_Work request_
Among the entries, which lines carry the string "RootCertStore"? Copy every one.

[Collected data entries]
++++++++++++++++++++
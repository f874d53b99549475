//! Trust configuration for dialing the daemon.

use std::path::Path;
use std::sync::Arc;

use rustls::pki_types::pem::PemObject;
use rustls::pki_types::CertificateDer;
use rustls::{ClientConfig, RootCertStore};
use tokio_rustls::TlsConnector;

use crate::error::{ClientError, Result};

/// Build a connector that trusts only the certificates in `ca_pem`.
///
/// A self-signed daemon certificate can be passed here directly.
pub fn connector_from_pem(ca_pem: &[u8]) -> Result<TlsConnector> {
    let mut roots = RootCertStore::empty();
    for cert in CertificateDer::pem_slice_iter(ca_pem) {
        let cert = cert.map_err(|e| ClientError::Certificate(e.to_string()))?;
        roots
            .add(cert)
            .map_err(|e| ClientError::Certificate(e.to_string()))?;
    }
    if roots.is_empty() {
        return Err(ClientError::Certificate("no certificates found".into()));
    }

    let config = ClientConfig::builder_with_provider(Arc::new(
        rustls::crypto::ring::default_provider(),
    ))
    .with_safe_default_protocol_versions()
    .map_err(|e| ClientError::Certificate(e.to_string()))?
    .with_root_certificates(roots)
    .with_no_client_auth();

    Ok(TlsConnector::from(Arc::new(config)))
}

/// Read a PEM CA bundle from disk and build a connector from it.
pub fn load_connector(ca_path: &Path) -> Result<TlsConnector> {
    let pem = std::fs::read(ca_path).map_err(|e| ClientError::file(ca_path, e))?;
    connector_from_pem(&pem)
}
++++++++++++++++++++
_Answer area_
use rustls::{ClientConfig, RootCertStore};
    let mut roots = RootCertStore::empty();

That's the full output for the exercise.